With the hot lyre and thee,

The staid philosophy.”

From “God of the Meridian” by John Keats

“[…] words are just like the musical tune from a lyre.”

His Ode to Apollo mentions that the bards, the poets, ‘with fervour seize their adamantine lyres’ with their ‘melodious swells.’ He describes the ‘sweet majestic tone of Maro’s lyre’ and ‘wild warblings from the Aeolian lyre.’ In the poem, To my Brother George, Keats describes the ‘golden lyre.’

“Though feathery clouds were floating all along

The purple west, and, two bright streaks between,

The golden lyre itself were dimly seen: […]

From “To my Brother George” by John Keats

Keats loves the golden lyre, but not all of his lyres are gold. He mentions a few bronze ones too. Apollo, the God of archery, truth and prophecy, healing and diseases, the Sun and the light, is also the God of poetry and music. The golden lyre of Apollo is a symbol of poetic achievement. And it is so fitting for a poet’s tombstone. For the tombstone of John Keats.
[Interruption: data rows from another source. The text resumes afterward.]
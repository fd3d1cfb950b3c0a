//! Cumulative and periodic performance reporting.
//!
//! Grounded on `original_source/agents/performance_metrics.py`'s
//! `PerformanceTracker`: per-round accounting feeds both running totals and
//! a ring of recent rounds, and every `report_interval_rounds` the tracker
//! emits a formatted summary. The original prints to stdout; here
//! `format_summary` builds the same content as a string and the caller logs
//! it through `tracing`, matching the rest of the core's logging story.

use std::collections::HashMap;

use crate::registry::ParticipantId;

#[derive(Clone, Debug, Default)]
pub struct RoundRecord {
    pub round_num: u64,
    pub total_demand_kwh: f64,
    pub total_supplied_kwh: f64,
    pub market_value: f64,
    pub wasted_energy_kwh: f64,
    pub ext_grid_sold_kwh: f64,
    pub ext_grid_bought_kwh: f64,
    pub ext_grid_sold_value: f64,
    pub ext_grid_bought_value: f64,
    pub buyer_fulfillment: HashMap<ParticipantId, f64>,
    pub any_producer_failed: bool,
    pub emergency_used: bool,
}

impl RoundRecord {
    pub fn avg_fulfillment(&self) -> f64 {
        if self.buyer_fulfillment.is_empty() {
            0.0
        } else {
            self.buyer_fulfillment.values().sum::<f64>() / self.buyer_fulfillment.len() as f64
        }
    }

    pub fn is_blackout(&self) -> bool {
        self.avg_fulfillment() < crate::auction::FULL_MATCH_THRESHOLD_PCT
    }
}

#[derive(Default)]
pub struct PerformanceTracker {
    report_interval_rounds: u64,
    rounds_data: Vec<RoundRecord>,
    total_demand_kwh: f64,
    total_supplied_kwh: f64,
    total_market_value: f64,
    ext_grid_supplied_kwh: f64,
    ext_grid_bought_kwh: f64,
    ext_grid_sold_value: f64,
    ext_grid_bought_value: f64,
    household_fulfillment: HashMap<ParticipantId, Vec<f64>>,
    rounds_blackout: u64,
    rounds_normal: u64,
    producer_failures: u64,
    emergency_activations: u64,
}

impl PerformanceTracker {
    pub fn new(report_interval_rounds: u64) -> Self {
        Self {
            report_interval_rounds,
            ..Default::default()
        }
    }

    pub fn rounds_blackout(&self) -> u64 {
        self.rounds_blackout
    }

    pub fn rounds_normal(&self) -> u64 {
        self.rounds_normal
    }

    /// Records one round's totals, updates cumulative counters, and returns
    /// a formatted summary if this round lands on the reporting interval.
    pub fn record_round(&mut self, record: RoundRecord) -> Option<String> {
        for (household, pct) in &record.buyer_fulfillment {
            self.household_fulfillment
                .entry(household.clone())
                .or_default()
                .push(*pct);
        }

        self.total_demand_kwh += record.total_demand_kwh;
        self.total_supplied_kwh += record.total_supplied_kwh;
        self.total_market_value += record.market_value;
        self.ext_grid_supplied_kwh += record.ext_grid_sold_kwh;
        self.ext_grid_bought_kwh += record.ext_grid_bought_kwh;
        self.ext_grid_sold_value += record.ext_grid_sold_value;
        self.ext_grid_bought_value += record.ext_grid_bought_value;

        if record.is_blackout() {
            self.rounds_blackout += 1;
        } else {
            self.rounds_normal += 1;
        }
        if record.any_producer_failed {
            self.producer_failures += 1;
        }
        if record.emergency_used {
            self.emergency_activations += 1;
        }

        let round_num = record.round_num;
        self.rounds_data.push(record);

        if self.report_interval_rounds > 0
            && round_num > 0
            && round_num % self.report_interval_rounds == 0
        {
            Some(self.format_summary(round_num))
        } else {
            None
        }
    }

    /// Builds a human-readable summary of the last `report_interval_rounds`
    /// rounds plus all-time totals, in the shape of the original's periodic
    /// console report.
    pub fn format_summary(&self, round_num: u64) -> String {
        let start_idx = round_num.saturating_sub(self.report_interval_rounds) as usize;
        let end_idx = (round_num as usize).min(self.rounds_data.len());
        let recent = &self.rounds_data[start_idx.min(end_idx)..end_idx];

        if recent.is_empty() {
            return format!("PERFORMANCE SUMMARY (rounds {}-{}): no data", start_idx + 1, round_num);
        }

        let recent_demand: f64 = recent.iter().map(|r| r.total_demand_kwh).sum();
        let recent_supplied: f64 = recent.iter().map(|r| r.total_supplied_kwh).sum();
        let recent_value: f64 = recent.iter().map(|r| r.market_value).sum();
        let recent_ext_sold: f64 = recent.iter().map(|r| r.ext_grid_sold_kwh).sum();
        let recent_ext_bought: f64 = recent.iter().map(|r| r.ext_grid_bought_kwh).sum();
        let recent_ext_sold_value: f64 = recent.iter().map(|r| r.ext_grid_sold_value).sum();
        let recent_ext_bought_value: f64 = recent.iter().map(|r| r.ext_grid_bought_value).sum();
        let recent_blackouts = recent.iter().filter(|r| r.is_blackout()).count();

        let fulfillment_pct = if recent_demand > 0.0 {
            recent_supplied / recent_demand * 100.0
        } else {
            0.0
        };
        let from_microgrid = recent_supplied - recent_ext_sold;
        let microgrid_pct = if recent_supplied > 0.0 {
            from_microgrid / recent_supplied * 100.0
        } else {
            0.0
        };
        let ext_grid_pct = if recent_supplied > 0.0 {
            recent_ext_sold / recent_supplied * 100.0
        } else {
            0.0
        };

        let net_period = recent_ext_sold_value - recent_ext_bought_value;
        let net_total = self.ext_grid_sold_value - self.ext_grid_bought_value;

        format!(
            "PERFORMANCE SUMMARY (rounds {}-{}): demand={:.1}kWh supplied={:.1}kWh ({:.1}%) \
             microgrid={:.1}kWh ({:.1}%) ext_grid={:.1}kWh ({:.1}%) | \
             market_value=€{:.2} ext_sold={:.1}kWh(€{:.2}) ext_bought={:.1}kWh(€{:.2}) | \
             blackouts_period={} blackouts_total={} | \
             net_balance_period={} net_balance_total={}",
            start_idx + 1,
            round_num,
            recent_demand,
            recent_supplied,
            fulfillment_pct,
            from_microgrid,
            microgrid_pct,
            recent_ext_sold,
            ext_grid_pct,
            recent_value,
            recent_ext_sold,
            recent_ext_sold_value,
            recent_ext_bought,
            recent_ext_bought_value,
            recent_blackouts,
            self.rounds_blackout,
            describe_balance(net_period),
            describe_balance(net_total),
        )
    }
}

fn describe_balance(balance: f64) -> String {
    if balance > 0.0 {
        format!("+€{:.2} (export surplus)", balance)
    } else if balance < 0.0 {
        format!("-€{:.2} (import dependency)", balance.abs())
    } else {
        "€0.00 (self-sufficient)".to_string()
    }
}
//! RoundClock: monotonically increasing round identifiers and simulated
//! hour/day bookkeeping.

use std::sync::atomic::{AtomicU64, Ordering};
use std::time::{SystemTime, UNIX_EPOCH};

/// Current wall-clock time in milliseconds since the epoch.
///
/// Kept as a free function (mirrors the teacher's `time::now_ms()`) so call
/// sites don't need to thread a clock handle through for simple timestamps.
pub fn now_ms() -> u64 {
    SystemTime::now()
        .duration_since(UNIX_EPOCH)
        .unwrap_or_default()
        .as_millis() as u64
}

/// A qualitative label for a simulated hour, used only for logging.
#[derive(Clone, Copy, Debug, PartialEq, Eq)]
pub enum DemandPeriod {
    NightOffPeak,
    MorningPeak,
    Daytime,
    EveningPeak,
}

impl DemandPeriod {
    pub fn label(self) -> &'static str {
        match self {
            DemandPeriod::NightOffPeak => "Low Demand - Night Off-Peak",
            DemandPeriod::MorningPeak => "High Demand - Morning Peak",
            DemandPeriod::Daytime => "Medium Demand - Daytime",
            DemandPeriod::EveningPeak => "High Demand - Evening Peak",
        }
    }
}

/// Simulated (day, hour) pair. Hour advances +1 per round and rolls over at
/// 24, incrementing the day.
#[derive(Clone, Copy, Debug, PartialEq, Eq)]
pub struct SimulatedTime {
    pub day: u32,
    pub hour: u32,
}

impl SimulatedTime {
    /// The core always starts the simulation in the morning (hour 7), per
    /// the resolved Open Question in spec.md §9.
    pub fn initial() -> Self {
        Self { day: 1, hour: 7 }
    }

    pub fn advance(&mut self) {
        self.hour += 1;
        if self.hour >= 24 {
            self.hour = 0;
            self.day += 1;
        }
    }

    pub fn demand_period(&self) -> DemandPeriod {
        match self.hour {
            6..=8 => DemandPeriod::MorningPeak,
            18..=21 => DemandPeriod::EveningPeak,
            0..=5 => DemandPeriod::NightOffPeak,
            _ => DemandPeriod::Daytime,
        }
    }
}

/// Generates monotonically increasing [`RoundId`]s for a single process
/// lifetime. `round_id` is allowed to be timestamp-derived per spec.md §6 as
/// long as it is unique and monotonic; we use a simple counter instead
/// because it is trivially both and makes round-ledger bookkeeping exact.
#[derive(Debug, Default)]
pub struct RoundClock {
    next: AtomicU64,
}

pub type RoundId = u64;

impl RoundClock {
    pub fn new() -> Self {
        Self {
            next: AtomicU64::new(1),
        }
    }

    /// Assigns and returns the next round id.
    pub fn next_round_id(&self) -> RoundId {
        self.next.fetch_add(1, Ordering::SeqCst)
    }
}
Keats too wrote of lutes, flutes, clarinets, pipes, bagpipes, trumpets, viols, guitars, citherns, harps, kettle-drums, tabours, tambourines, trimbels, bells, church bells, horns, organs, and the piano, but I ask Álvaro Nascimento Vieira, will theatre-goers hear the majestic tones of the lyre in Keats the Musical? Or something lyrish that the passing of two hundred years can do justice to? Keats would love that!


Álvaro’s quick reply to Martina’s question:

Dear Martina! As a composer but not an orchestrator, I am not sure if I’ll be able to decide all the instruments when the full production of Keats The Musical is staged (hopefully soon). The lyre is an ancient instrument, so possibly when this style of sound is intended, it could be replaced by its younger cousin, the harp. What I can assure you is that this sound is intended! There are some passages, especially nature-related ones, where a harp would be the perfect choice; and although I cannot say here what specific song might contain the harp, I invite you to think about this scene from the musical: John Keats’s sister, Fanny Keats, as a young child, sad that her flower has faded, but comforted by her grandmother through a very sweet lullaby… I can hear the harp. Can you?